### ACTIVITY:
After finding the line with "for site pages." in the entries below, retype exactly each line from there through the line with "hear about each", including that final line.

### Saved entries:
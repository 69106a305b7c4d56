//! Localization manager for site pages.
//!
//! This module loads translation documents, keeps the active locale and
//! applies strings to a [`Document`](crate::dom::Document).
//!
//! # Overview
//!
//! - **Locale Resolution**: The stored `preferred-language` wins when it is a
//!   well-formed code; otherwise the configured default (`pt-BR`) is used
//! - **Fallback Chain**: A locale that cannot be fetched or parsed falls back
//!   through the configured list (`pt-BR` -> `en` -> `es`), and the locale that
//!   actually loaded becomes current
//! - **Translation Lookup**: Dot-delimited keys walk nested sections
//!   (`nav.home`); any miss yields `None`
//! - **Initialization**: Load, wait for the selector anchor, apply, bind;
//!   failures retry on a fixed interval
//! - **Switching**: One switch at a time; subscribers hear about each
//!   completed switch
//!
//! # Translation Documents
//!
//! Documents live at `<locales_base>/<locale>.json`:
//!
//! ```json
//! { "nav": { "home": "Início", "about": "Sobre" } }
//! ```
//!
//! # Usage
//!
//! ```rust,no_run
//! use site_localizer::config::Config;
//! use site_localizer::dom::Document;
//! use site_localizer::i18n::{DirSource, Localizer, MemoryStore};
//!
//! # async fn run() -> Result<(), site_localizer::i18n::LocalizeError> {
//! let localizer = Localizer::new(Config::default(), DirSource::new("locales"), MemoryStore::new());
//!
//! // initialize waits for the `.lang-selector` anchor and binds it
//! let page = Document::from_html(
//!     r#"<html><body>
//!       <div class="lang-selector">
//!         <button class="lang-trigger"><span class="lang-text">PT</span></button>
//!         <ul><li class="lang-option" data-value="en"><span class="lang-text">English</span></li></ul>
//!       </div>
//!       <a data-i18n="nav.home">Home</a>
//!     </body></html>"#,
//! );
//! localizer.initialize(page.into_shared()).await?;
//! localizer.change_language("en").await?;
//!
//! // pages without a selector are loaded and applied directly
//! let mut plain = Document::from_html(r#"<html><body><a data-i18n="nav.home">Home</a></body></html>"#);
//! localizer.load_translations(&localizer.current_locale()).await?;
//! let report = localizer.apply_translations(&mut plain);
//! assert!(report.missing.is_empty());
//! # Ok(())
//! # }
//! ```
//!
//! # Error Handling
//!
//! - Per-locale fetch failures are logged and only drive the fallback chain
//! - A switch whose whole chain fails leaves the previous state in place
//! - Missing keys leave elements untouched and log a warning

pub mod errors;
pub mod lifecycle;
pub mod loader;
pub mod manager;
pub mod notify;
pub mod resolver;
pub mod store;
pub mod translations;

pub use errors::LocalizeError;
pub use lifecycle::{InitState, PollPolicy, RetryPolicy, wait_for_anchor};
pub use loader::{AnySource, DirSource, HttpSource, MemorySource, TranslationSource, load_locale};
pub use manager::{LocalizationState, Localizer};
pub use notify::{LocaleChanged, Subscription};
pub use resolver::{fallback_chain, is_valid_locale_format, resolve_initial_locale, short_label};
pub use store::{FileStore, MemoryStore, PREFERRED_LANGUAGE_KEY, PreferenceStore};
pub use translations::{TranslationTable, TranslationValue, translate};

### OUTPUT:
//! Localization manager for site pages.
//!
//! This module loads translation documents, keeps the active locale and
//! applies strings to a [`Document`](crate::dom::Document).
//!
//! # Overview
//!
//! - **Locale Resolution**: The stored `preferred-language` wins when it is a
//!   well-formed code; otherwise the configured default (`pt-BR`) is used
//! - **Fallback Chain**: A locale that cannot be fetched or parsed falls back
//!   through the configured list (`pt-BR` -> `en` -> `es`), and the locale that
//!   actually loaded becomes current
//! - **Translation Lookup**: Dot-delimited keys walk nested sections
//!   (`nav.home`); any miss yields `None`
//! - **Initialization**: Load, wait for the selector anchor, apply, bind;
//!   failures retry on a fixed interval
//! - **Switching**: One switch at a time; subscribers hear about each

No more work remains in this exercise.